As a reader of Danny Choo's blog, an Anime World Order listener and an as an animation student who's done volunteer work on Graduate Films, and currently volunteering on a short one and half minute pilot I feel I should give my point of view.

In pertaining to Anime World Orders comment on Otacool it should be pointed out plently of publications (magazines, books,etc) based on hobby based activities such as cosplay, collecting etc do the exact same thing Danny Choo did. They take photos of people with collections or get them to take photos and perhaps do some type of interview and depending on the publication and get photo permission. Quite a lot of the fan community likes sharing these hobbies, and their feeling is "This is my hobby and I want to share it. If I don't make any money so be it, and if someone else makes some money off it that's okay. This is a way I want to share my hobbies with other people."

HOWEVER,

Asking artists to do work for free on something that isn't a hobby for them is the problem of the industry right now.
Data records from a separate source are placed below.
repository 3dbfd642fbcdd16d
use std::sync::atomic::{AtomicBool, Ordering};
use std::sync::mpsc;
use std::time::Duration;

use fuelsync_logging::{sync_debug, sync_info, sync_warn};
use futures_util::StreamExt;
use rand::Rng;

use crate::backend::Backend;
use crate::sse::SseDecoder;
use crate::{EngineEvent, LogPayload, StreamEvent};

/// Delay between reconnect attempts. Retries never stop.
#[derive(Debug, Clone, Copy, PartialEq, Eq)]
pub struct ReconnectPolicy {
    pub delay: Duration,
    /// Upper bound on `delay + jitter`.
    pub max_delay: Duration,
    /// Uniform random spread added to `delay`; zero keeps the interval fixed.
    pub jitter: Duration,
}

impl Default for ReconnectPolicy {
    fn default() -> Self {
        Self {
            delay: Duration::from_secs(2),
            max_delay: Duration::from_secs(2),
            jitter: Duration::ZERO,
        }
    }
}

impl ReconnectPolicy {
    pub fn next_delay<R: Rng + ?Sized>(&self, rng: &mut R) -> Duration {
        let spread = if self.jitter.is_zero() {
            Duration::ZERO
        } else {
            self.jitter.mul_f64(rng.gen_range(0.0..=1.0))
        };
        (self.delay + spread).min(self.max_delay.max(self.delay))
    }
}

pub trait StreamSink: Send + Sync {
    fn emit(&self, event: StreamEvent);

    /// Lets the reconnect loop stop once nobody listens any more.
    fn is_closed(&self) -> bool {
        false
    }
}

pub struct ChannelStreamSink {
    tx: mpsc::Sender<EngineEvent>,
    closed: AtomicBool,
}

impl ChannelStreamSink {
    pub fn new(tx: mpsc::Sender<EngineEvent>) -> Self {
        Self {
            tx,
            closed: AtomicBool::new(false),
        }
    }
}

impl StreamSink for ChannelStreamSink {
    fn emit(&self, event: StreamEvent) {
        if self.tx.send(EngineEvent::Stream(event)).is_err() {
            self.closed.store(true, Ordering::Relaxed);
        }
    }

    fn is_closed(&self) -> bool {
        self.closed.load(Ordering::Relaxed)
    }
}

/// Keeps `GET /api/logs` open for as long as the sink listens.
///
/// Connecting -> Open -> (error or EOF) -> wait -> Connecting, forever.
/// Messages are forwarded in arrival order; nothing is replayed or
/// deduplicated across reconnects.
pub async fn run_log_stream(backend: &dyn Backend, policy: &ReconnectPolicy, sink: &dyn StreamSink) {
    let mut attempt: u32 = 0;
    loop {
        sink.emit(StreamEvent::Connecting);
        let reason = match backend.open_log_stream().await {
            Ok(mut body) => {
                attempt = 0;
                sync_info!("Log stream open");
                sink.emit(StreamEvent::Opened);
                let mut decoder = SseDecoder::new();
                loop {
                    match body.next().await {
                        Some(Ok(chunk)) => {
                            for data in decoder.push(&chunk) {
                                if let Some(payload) = parse_payload(&data) {
                                    sink.emit(StreamEvent::Message(payload));
                                }
                            }
                        }
                        Some(Err(err)) => break err.to_string(),
                        None => break "stream closed by server".to_string(),
                    }
                }
            }
            Err(err) => err.to_string(),
        };

        if sink.is_closed() {
            return;
        }
        attempt = attempt.saturating_add(1);
        let retry_in = policy.next_delay(&mut rand::thread_rng());
        sync_warn!(
            "Log stream down (attempt {}): {}; retrying in {:?}",
            attempt,
            reason,
            retry_in
        );
        sink.emit(StreamEvent::Disconnected {
            attempt,
            reason,
            retry_in,
        });
        tokio::time::sleep(retry_in).await;
        if sink.is_closed() {
            return;
        }
    }
}

/// Keeps events that have text to show or a `type`/`status` pair to act on.
fn parse_payload(data: &str) -> Option<LogPayload> {
    match serde_json::from_str::<LogPayload>(data) {
        Ok(payload) if has_text(&payload) || has_status(&payload) => Some(payload),
        Ok(_) => None,
        Err(err) => {
            sync_debug!("Skipping undecodable log event {:?}: {}", data, err);
            None
        }
    }
}

fn has_text(payload: &LogPayload) -> bool {
    payload.message.as_deref().is_some_and(|m| !m.is_empty())
}

fn has_status(payload: &LogPayload) -> bool {
    payload.task.is_some() && payload.status.is_some()
}

#[cfg(test)]
mod tests {
    use std::sync::{Arc, Mutex};

    use async_trait::async_trait;
    use bytes::Bytes;
    use futures_util::stream;
    use rand::rngs::mock::StepRng;
    use tokio::time::Instant;

    use super::*;
    use crate::backend::ByteStream;
    use crate::{ClientError, DownloadedReport, FailureKind, PreviewSheets, UploadReceipt};

    /// Fails every connection attempt and records when each one happened.
    struct FlakyBackend {
        attempts: Mutex<Vec<Instant>>,
        serve_on: Option<usize>,
    }

    #[async_trait]
    impl Backend for FlakyBackend {
        async fn probe(&self) -> Result<u16, ClientError> {
            unimplemented!()
        }
        async fn upload(&self, _: &str, _: &std::path::Path) -> Result<UploadReceipt, ClientError> {
            unimplemented!()
        }
        async fn start_task(&self, _: &str) -> Result<String, ClientError> {
            unimplemented!()
        }
        async fn preview(&self, _: &str) -> Result<PreviewSheets, ClientError> {
            unimplemented!()
        }
        async fn download(&self, _: &str) -> Result<DownloadedReport, ClientError> {
            unimplemented!()
        }
        async fn open_log_stream(&self) -> Result<ByteStream, ClientError> {
            let mut attempts = self.attempts.lock().unwrap();
            attempts.push(Instant::now());
            if Some(attempts.len()) == self.serve_on {
                let chunks: Vec<Result<Bytes, ClientError>> = vec![
                    Ok(Bytes::from_static(b": keep-alive\n\n")),
                    Ok(Bytes::from(
                        "data: {\"message\":\"<<< 化验汇总任务完成。\"}\n\n".as_bytes(),
                    )),
                    Ok(Bytes::from_static(b"data: {\"other\":1}\n\n")),
                ];
                return Ok(stream::iter(chunks).boxed());
            }
            Err(ClientError::new(FailureKind::Network, "connection refused"))
        }
    }

    /// Records events and reports itself closed after `limit` disconnects.
    struct RecordingSink {
        events: Arc<Mutex<Vec<StreamEvent>>>,
        limit: usize,
    }

    impl StreamSink for RecordingSink {
        fn emit(&self, event: StreamEvent) {
            self.events.lock().unwrap().push(event);
        }

        fn is_closed(&self) -> bool {
            let events = self.events.lock().unwrap();
            events
                .iter()
                .filter(|e| matches!(e, StreamEvent::Disconnected { .. }))
                .count()
                >= self.limit
        }
    }

    #[test]
    fn status_only_events_are_kept() {
        let payload = parse_payload(r#"{"type":"cz","status":"done"}"#).unwrap();
        assert_eq!(payload.message, None);
        assert_eq!(payload.task.as_deref(), Some("cz"));
        assert_eq!(parse_payload(r#"{"message":""}"#), None);
        assert_eq!(parse_payload(r#"{"type":"cz"}"#), None);
    }

    #[test]
    fn default_policy_is_a_fixed_two_seconds() {
        let policy = ReconnectPolicy::default();
        let mut rng = StepRng::new(u64::MAX / 2, 1);
        assert_eq!(policy.next_delay(&mut rng), Duration::from_secs(2));
    }

    #[test]
    fn jitter_is_capped_by_ceiling() {
        let policy = ReconnectPolicy {
            delay: Duration::from_secs(2),
            max_delay: Duration::from_millis(2500),
            jitter: Duration::from_secs(5),
        };
        let mut rng = StepRng::new(u64::MAX, 0);
        let delay = policy.next_delay(&mut rng);
        assert!(delay >= Duration::from_secs(2));
        assert!(delay <= Duration::from_millis(2500));
    }

    #[tokio::test(start_paused = true)]
    async fn reconnects_once_per_interval_until_closed() {
        let backend = FlakyBackend {
            attempts: Mutex::new(Vec::new()),
            serve_on: None,
        };
        let sink = RecordingSink {
            events: Arc::new(Mutex::new(Vec::new())),
            limit: 4,
        };

        run_log_stream(&backend, &ReconnectPolicy::default(), &sink).await;

        let attempts = backend.attempts.lock().unwrap().clone();
        assert_eq!(attempts.len(), 4);
        for pair in attempts.windows(2) {
            assert_eq!(pair[1] - pair[0], Duration::from_secs(2));
        }
        let disconnects: Vec<u32> = sink
            .events
            .lock()
            .unwrap()
            .iter()
            .filter_map(|e| match e {
                StreamEvent::Disconnected { attempt, .. } => Some(*attempt),
                _ => None,
            })
            .collect();
        assert_eq!(disconnects, vec![1, 2, 3, 4]);
    }

    #[tokio::test(start_paused = true)]
    async fn successful_connection_forwards_messages_and_resets_attempts() {
        let backend = FlakyBackend {
            attempts: Mutex::new(Vec::new()),
            serve_on: Some(2),
        };
        let sink = RecordingSink {
            events: Arc::new(Mutex::new(Vec::new())),
            limit: 3,
        };

        run_log_stream(&backend, &ReconnectPolicy::default(), &sink).await;

        let events = sink.events.lock().unwrap().clone();
        let messages: Vec<String> = events
            .iter()
            .filter_map(|e| match e {
                StreamEvent::Message(payload) => payload.message.clone(),
                _ => None,
            })
            .collect();
        assert_eq!(messages, vec!["<<< 化验汇总任务完成。".to_string()]);
        assert!(events.contains(&StreamEvent::Opened));

        let attempts: Vec<u32> = events
            .iter()
            .filter_map(|e| match e {
                StreamEvent::Disconnected { attempt, .. } => Some(*attempt),
                _ => None,
            })
            .collect();
        // Attempt 1 fails; the open on attempt 2 resets the count.
        assert_eq!(attempts, vec![1, 1, 2]);
    }
}
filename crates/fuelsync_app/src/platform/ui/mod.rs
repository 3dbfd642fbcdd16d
pub mod render;
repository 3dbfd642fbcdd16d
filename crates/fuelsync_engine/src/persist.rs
use std::fs;
use std::io::{self, Write};
use std::path::{Path, PathBuf};

use tempfile::NamedTempFile;
use thiserror::Error;

#[derive(Debug, Error)]
pub enum PersistError {
    #[error("output directory missing or not writable: {0}")]
    OutputDir(String),
    #[error("unusable file name: {0:?}")]
    FileName(String),
    #[error("io error: {0}")]
    Io(#[from] io::Error),
}

/// Ensure output directory exists; create if missing.
pub fn ensure_output_dir(dir: &Path) -> Result<(), PersistError> {
    if dir.exists() {
        let meta = fs::metadata(dir).map_err(|e| PersistError::OutputDir(e.to_string()))?;
        if !meta.is_dir() {
            return Err(PersistError::OutputDir("path is not a directory".into()));
        }
    } else {
        fs::create_dir_all(dir).map_err(|e| PersistError::OutputDir(e.to_string()))?;
    }
    Ok(())
}

/// Atomically writes `{dir}/{filename}` by writing a temp file then renaming.
/// Used for downloaded reports and the client's saved settings.
pub struct AtomicFileWriter {
    dir: PathBuf,
}

impl AtomicFileWriter {
    pub fn new(dir: PathBuf) -> Self {
        Self { dir }
    }

    pub fn write(&self, filename: &str, content: impl AsRef<[u8]>) -> Result<PathBuf, PersistError> {
        let filename = safe_file_name(filename)?;
        ensure_output_dir(&self.dir)?;

        let target = self.dir.join(filename);
        let mut tmp = NamedTempFile::new_in(&self.dir)?;
        tmp.write_all(content.as_ref())?;
        tmp.flush()?;
        tmp.as_file_mut().sync_all()?;

        // A re-downloaded report replaces the old one.
        if target.exists() {
            fs::remove_file(&target)?;
        }
        tmp.persist(&target).map_err(|e| PersistError::Io(e.error))?;
        Ok(target)
    }
}

/// Keeps only the final path component so a server-supplied name cannot
/// escape the output directory.
fn safe_file_name(raw: &str) -> Result<&str, PersistError> {
    let name = raw
        .rsplit(['/', '\\'])
        .next()
        .map(str::trim)
        .unwrap_or_default();
    if name.is_empty() || name == "." || name == ".." {
        return Err(PersistError::FileName(raw.to_string()));
    }
    Ok(name)
}
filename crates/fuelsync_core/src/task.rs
use std::fmt;
use std::str::FromStr;
use std::time::Duration;

use serde::{Deserialize, Serialize};
use thiserror::Error;

/// Which backend report pipeline a request concerns.
#[derive(Debug, Clone, Copy, PartialEq, Eq, PartialOrd, Ord, Hash, Serialize, Deserialize)]
#[serde(rename_all = "lowercase")]
pub enum TaskKind {
    /// Lab assay summary (化验).
    Hy,
    /// Weighing summary (称重).
    Cz,
}

impl TaskKind {
    pub const ALL: [TaskKind; 2] = [TaskKind::Hy, TaskKind::Cz];

    /// Wire code used in request bodies and URL paths.
    pub fn code(self) -> &'static str {
        match self {
            TaskKind::Hy => "hy",
            TaskKind::Cz => "cz",
        }
    }

    pub fn label(self) -> &'static str {
        match self {
            TaskKind::Hy => "化验汇总",
            TaskKind::Cz => "称重汇总",
        }
    }

    /// Substring the backend writes to the log stream when this pipeline ends.
    ///
    /// Must stay byte-for-byte in sync with the server's log text.
    pub fn completion_marker(self) -> &'static str {
        match self {
            TaskKind::Hy => "化验汇总任务完成",
            TaskKind::Cz => "称重汇总任务完成",
        }
    }

    /// Filename used for a downloaded report when the server sends none.
    pub fn default_report_filename(self) -> &'static str {
        match self {
            TaskKind::Hy => "化验月报汇总.xlsx",
            TaskKind::Cz => "称重月报汇总.xlsx",
        }
    }

    pub(crate) fn index(self) -> usize {
        match self {
            TaskKind::Hy => 0,
            TaskKind::Cz => 1,
        }
    }
}

impl fmt::Display for TaskKind {
    fn fmt(&self, f: &mut fmt::Formatter<'_>) -> fmt::Result {
        f.write_str(self.code())
    }
}

#[derive(Debug, Clone, PartialEq, Eq, Error)]
#[error("unknown task type '{0}' (expected hy or cz)")]
pub struct UnknownTaskKind(pub String);

impl FromStr for TaskKind {
    type Err = UnknownTaskKind;

    fn from_str(s: &str) -> Result<Self, Self::Err> {
        match s.trim().to_ascii_lowercase().as_str() {
            "hy" => Ok(TaskKind::Hy),
            "cz" => Ok(TaskKind::Cz),
            _ => Err(UnknownTaskKind(s.to_string())),
        }
    }
}

#[derive(Debug, Clone, Copy, PartialEq, Eq, Default, Serialize, Deserialize)]
pub enum TaskStatus {
    #[default]
    Idle,
    Running,
}

/// Generation counter for task triggers, one sequence per kind.
pub type RunToken = u64;

/// Id of a preview fetch; only the newest one per kind may apply.
pub type RequestId = u64;

#[derive(Debug, Clone, Copy, PartialEq, Eq, Hash, Serialize, Deserialize)]
pub enum TimerKind {
    /// Polling mode: refresh the preview half way through the window.
    MidpointPreview,
    /// Polling mode: assume the task ended, reset status and refresh.
    FinalReset,
    /// Stream mode: give up waiting for a completion marker.
    StreamDeadline,
}

/// How the client learns about task progress.
#[derive(Debug, Clone, Copy, PartialEq, Eq, Default, Serialize, Deserialize)]
#[serde(rename_all = "lowercase")]
pub enum SyncMode {
    /// Persistent server-push log stream with completion detection.
    #[default]
    Stream,
    /// Fixed-delay one-shot refreshes for environments without push.
    Polling,
}

impl FromStr for SyncMode {
    type Err = String;

    fn from_str(s: &str) -> Result<Self, Self::Err> {
        match s.trim().to_ascii_lowercase().as_str() {
            "stream" => Ok(SyncMode::Stream),
            "polling" | "poll" => Ok(SyncMode::Polling),
            other => Err(format!("unknown sync mode '{other}' (expected stream or polling)")),
        }
    }
}

/// Timer delays handed to the state machine at construction.
#[derive(Debug, Clone, Copy, PartialEq, Eq, Serialize, Deserialize)]
pub struct SyncTimings {
    pub midpoint_preview: Duration,
    pub final_reset: Duration,
    pub stream_deadline: Duration,
}

impl Default for SyncTimings {
    fn default() -> Self {
        Self {
            midpoint_preview: Duration::from_secs(5),
            final_reset: Duration::from_secs(10),
            stream_deadline: Duration::from_secs(600),
        }
    }
}

#[cfg(test)]
mod tests {
    use super::*;

    #[test]
    fn task_kind_parses_wire_codes() {
        assert_eq!("hy".parse::<TaskKind>(), Ok(TaskKind::Hy));
        assert_eq!(" CZ ".parse::<TaskKind>(), Ok(TaskKind::Cz));
        assert_eq!(
            "xx".parse::<TaskKind>().unwrap_err().to_string(),
            "unknown task type 'xx' (expected hy or cz)"
        );
        assert_eq!(TaskKind::Cz.to_string(), "cz");
    }

    #[test]
    fn sync_mode_accepts_short_alias() {
        assert_eq!("poll".parse::<SyncMode>(), Ok(SyncMode::Polling));
        assert_eq!("Stream".parse::<SyncMode>(), Ok(SyncMode::Stream));
        assert!("push".parse::<SyncMode>().is_err());
    }
}
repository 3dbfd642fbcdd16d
use scraper::{ElementRef, Html, Selector};

/// Cell text of one `<table>`, row by row.
#[derive(Debug, Clone, PartialEq, Eq, Default)]
pub struct TableGrid {
    pub rows: Vec<Vec<String>>,
    /// Leading rows made only of `<th>` cells.
    pub header_rows: usize,
}

/// Extracts every top-level table in a server-rendered fragment.
pub fn parse_tables(markup: &str) -> Vec<TableGrid> {
    let fragment = Html::parse_fragment(markup);
    let (Ok(table_sel), Ok(row_sel), Ok(cell_sel)) = (
        Selector::parse("table"),
        Selector::parse("tr"),
        Selector::parse("th, td"),
    ) else {
        return Vec::new();
    };

    fragment
        .select(&table_sel)
        .filter(|table| !has_table_ancestor(*table))
        .map(|table| {
            let mut grid = TableGrid::default();
            let mut in_header = true;
            for row in table.select(&row_sel) {
                let cells: Vec<ElementRef> = row.select(&cell_sel).collect();
                if cells.is_empty() {
                    continue;
                }
                let all_th = cells.iter().all(|cell| cell.value().name() == "th");
                if in_header && all_th {
                    grid.header_rows += 1;
                } else {
                    in_header = false;
                }
                grid.rows.push(cells.iter().map(|cell| cell_text(*cell)).collect());
            }
            grid
        })
        .collect()
}

/// Lays a grid out as aligned plain text; rows past `max_rows` are summarised.
pub fn render_grid(grid: &TableGrid, max_rows: Option<usize>) -> String {
    let columns = grid.rows.iter().map(Vec::len).max().unwrap_or(0);
    if columns == 0 {
        return String::new();
    }
    let mut widths = vec![0usize; columns];
    for row in &grid.rows {
        for (i, cell) in row.iter().enumerate() {
            widths[i] = widths[i].max(display_width(cell));
        }
    }

    let body_rows = grid.rows.len() - grid.header_rows;
    let shown_body = max_rows.map_or(body_rows, |limit| limit.min(body_rows));

    let mut out = String::new();
    for (index, row) in grid
        .rows
        .iter()
        .take(grid.header_rows + shown_body)
        .enumerate()
    {
        let line: Vec<String> = (0..columns)
            .map(|i| pad(row.get(i).map(String::as_str).unwrap_or(""), widths[i]))
            .collect();
        out.push_str(line.join(" | ").trim_end());
        out.push('\n');
        if index + 1 == grid.header_rows {
            let rule: Vec<String> = widths.iter().map(|w| "-".repeat(*w)).collect();
            out.push_str(&rule.join("-+-"));
            out.push('\n');
        }
    }
    if shown_body < body_rows {
        out.push_str(&format!("... {} more rows\n", body_rows - shown_body));
    }
    out
}

fn has_table_ancestor(table: ElementRef) -> bool {
    table
        .ancestors()
        .filter_map(ElementRef::wrap)
        .any(|el| el.value().name() == "table")
}

fn cell_text(cell: ElementRef) -> String {
    cell.text()
        .flat_map(str::split_whitespace)
        .collect::<Vec<_>>()
        .join(" ")
}

fn pad(text: &str, width: usize) -> String {
    let fill = width.saturating_sub(display_width(text));
    format!("{text}{}", " ".repeat(fill))
}

/// Terminal column width; CJK and full-width forms take two columns.
pub fn display_width(text: &str) -> usize {
    text.chars()
        .map(|c| match c as u32 {
            0x1100..=0x115F
            | 0x2E80..=0xA4CF
            | 0xAC00..=0xD7A3
            | 0xF900..=0xFAFF
            | 0xFE30..=0xFE4F
            | 0xFF00..=0xFF60
            | 0xFFE0..=0xFFE6
            | 0x1F300..=0x1F64F
            | 0x20000..=0x3FFFD => 2,
            _ => 1,
        })
        .sum()
}

#[cfg(test)]
mod tests {
    use super::*;

    const SAMPLE: &str = r#"<table border="0" class="dataframe result-table">
  <thead><tr style="text-align: right;"><th>序号</th><th>煤种</th><th>热值</th></tr></thead>
  <tbody>
    <tr><td>1</td><td>烟煤</td><td>5,012.30</td></tr>
    <tr><td>2</td><td>无烟煤</td><td></td></tr>
  </tbody>
</table>"#;

    #[test]
    fn parses_header_and_body_rows() {
        let grids = parse_tables(SAMPLE);
        assert_eq!(grids.len(), 1);
        let grid = &grids[0];
        assert_eq!(grid.header_rows, 1);
        assert_eq!(grid.rows[0], vec!["序号", "煤种", "热值"]);
        assert_eq!(grid.rows[2], vec!["2", "无烟煤", ""]);
    }

    #[test]
    fn renders_aligned_columns_with_rule() {
        let grid = &parse_tables(SAMPLE)[0];
        let text = render_grid(grid, None);
        let lines: Vec<&str> = text.lines().collect();
        assert_eq!(lines[0], "序号 | 煤种   | 热值");
        assert_eq!(lines[1], "-----+--------+---------");
        assert_eq!(lines[2], "1    | 烟煤   | 5,012.30");
    }

    #[test]
    fn row_limit_summarises_the_rest() {
        let grid = &parse_tables(SAMPLE)[0];
        let text = render_grid(grid, Some(1));
        assert!(text.ends_with("... 1 more rows\n"));
        assert!(!text.contains("无烟煤"));
    }

    #[test]
    fn width_counts_cjk_double() {
        assert_eq!(display_width("ab"), 2);
        assert_eq!(display_width("化验"), 4);
    }
}
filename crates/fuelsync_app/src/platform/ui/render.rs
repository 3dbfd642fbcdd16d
use fuelsync_core::{
    AppViewModel, LogEntry, PreviewDocument, PreviewState, SyncMode, TaskKind, TaskRowView,
    TaskStatus, Toast,
};
use fuelsync_engine::{parse_tables, render_grid};

#[derive(Debug, Clone, Copy, PartialEq, Eq)]
pub struct RenderOptions {
    /// Tabbed previews print every sheet, not just the active one.
    pub all_sheets: bool,
    /// Print table markup as received instead of a text grid.
    pub raw_markup: bool,
    /// Body rows shown per table before the rest is summarised.
    pub page_rows: usize,
}

impl Default for RenderOptions {
    fn default() -> Self {
        Self {
            all_sheets: false,
            raw_markup: false,
            page_rows: 20,
        }
    }
}

/// What has already been printed, so each render only adds the difference.
#[derive(Debug, Default)]
pub struct RenderMemo {
    last_seq: u64,
    log_len: usize,
    rows: Vec<TaskRowView>,
}

pub fn render(view: &AppViewModel, memo: &mut RenderMemo, options: &RenderOptions) -> String {
    let mut out = String::new();

    if view.logs.is_empty() && memo.log_len > 0 {
        out.push_str(">>> 日志已清除\n");
    }
    for entry in view.logs.iter() {
        if entry.seq > memo.last_seq {
            out.push_str(&format_log_line(entry));
            memo.last_seq = entry.seq;
        }
    }
    memo.log_len = view.logs.len();

    for row in &view.tasks {
        let previous = memo.rows.iter().find(|prev| prev.kind == row.kind);
        let status_changed = match previous {
            Some(prev) => prev.status != row.status,
            None => row.status != TaskStatus::Idle,
        };
        if status_changed {
            out.push_str(&format!("[{}] 状态: {}\n", row.kind.label(), row.status_label()));
        }
        if previous.map(|prev| &prev.preview) != Some(&row.preview) {
            out.push_str(&render_preview(row.kind, &row.preview, view.mode, options));
        }
    }
    memo.rows = view.tasks.clone();

    out
}

pub fn format_log_line(entry: &LogEntry) -> String {
    format!("[{}] {}\n", entry.at.format("%H:%M:%S"), entry.text)
}

pub fn render_toast(toast: &Toast) -> String {
    let mark = if toast.success { "✔" } else { "✖" };
    format!("{mark} {}\n", toast.text)
}

pub fn render_preview(
    kind: TaskKind,
    state: &PreviewState,
    mode: SyncMode,
    options: &RenderOptions,
) -> String {
    let label = kind.label();
    match state {
        PreviewState::NotLoaded => String::new(),
        PreviewState::Loading => format!("[{label}] 正在加载数据预览...\n"),
        PreviewState::NoData => format!("[{label}] 暂无数据\n"),
        PreviewState::Failed(reason) => {
            format!("[{label}] 加载失败: {reason}\n请确保已运行任务生成了报表。\n")
        }
        PreviewState::Loaded {
            document,
            active_sheet,
        } => {
            let mut out = format!("[{label}] 数据预览\n");
            match mode {
                SyncMode::Stream => {
                    out.push_str(&render_tabbed(document, *active_sheet, options));
                }
                SyncMode::Polling => out.push_str(&render_block(document, options)),
            }
            out
        }
    }
}

/// One tab per sheet; the active tab is bracketed.
fn render_tabbed(document: &PreviewDocument, active: usize, options: &RenderOptions) -> String {
    let tabs: Vec<String> = document
        .sheets()
        .iter()
        .enumerate()
        .map(|(index, sheet)| {
            if index == active {
                format!("[{}]", sheet.name)
            } else {
                format!(" {} ", sheet.name)
            }
        })
        .collect();
    let mut out = tabs.join(" ");
    out.push('\n');

    for (index, sheet) in document.sheets().iter().enumerate() {
        if !options.all_sheets && index != active {
            continue;
        }
        if options.all_sheets {
            out.push_str(&format!("== {} ==\n", sheet.name));
        }
        out.push_str(&render_markup(&sheet.markup, options));
    }
    out
}

/// Every sheet stacked under its title.
fn render_block(document: &PreviewDocument, options: &RenderOptions) -> String {
    if options.raw_markup {
        let mut out = document.to_block_markup();
        out.push('\n');
        return out;
    }
    let mut out = String::new();
    for sheet in document.sheets() {
        out.push_str(&format!("== {} ==\n", sheet.name));
        out.push_str(&render_markup(&sheet.markup, options));
    }
    out
}

fn render_markup(markup: &str, options: &RenderOptions) -> String {
    if options.raw_markup {
        return format!("{markup}\n");
    }
    let grids = parse_tables(markup);
    if grids.is_empty() {
        return "(无表格)\n".to_string();
    }
    grids
        .iter()
        .map(|grid| render_grid(grid, Some(options.page_rows)))
        .collect::<Vec<_>>()
        .join("\n")
}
People online and in real life are making the assumption people will do things for them (particularily anything artistic) for FREE. A lot of these people pretty much say "Well I can't draw. This person makes it look easy. It must be really quick for them to do this". I can't recall how many times me and many of my artist and or designer friends have been asked to create art, or digital CG work BY strangers for NO PAY. Or the lines like "maybe this webpage design you did for this online stupid pet game will SOMEDAY make money and I'll give you SOME of it even though all the artistic work is yours"

Now exposure is one thing. Companies do this all the time. They ask people if they are interested to create an art piece or mascot and in return they give them exposure. (I can't count how many companies are doing this now). This may or may not be reasonable considering how difficult it is for any artist to get a job at this point with the economy.

However, I really really hope Danny Choo is not serious about this. I read the Chinka article before but I really must have missed this:

"You have been involved with Otacool 1 and 2 and I want you to be involved with Chinka too. There will be scenes for you to illustrate or color in and we will feature your name in the credits. You get to have your work featured in an anime which I would say is a great opportunity for those who want to expose their work or get into the industry. More details to come. Hope you are as excited as I am!"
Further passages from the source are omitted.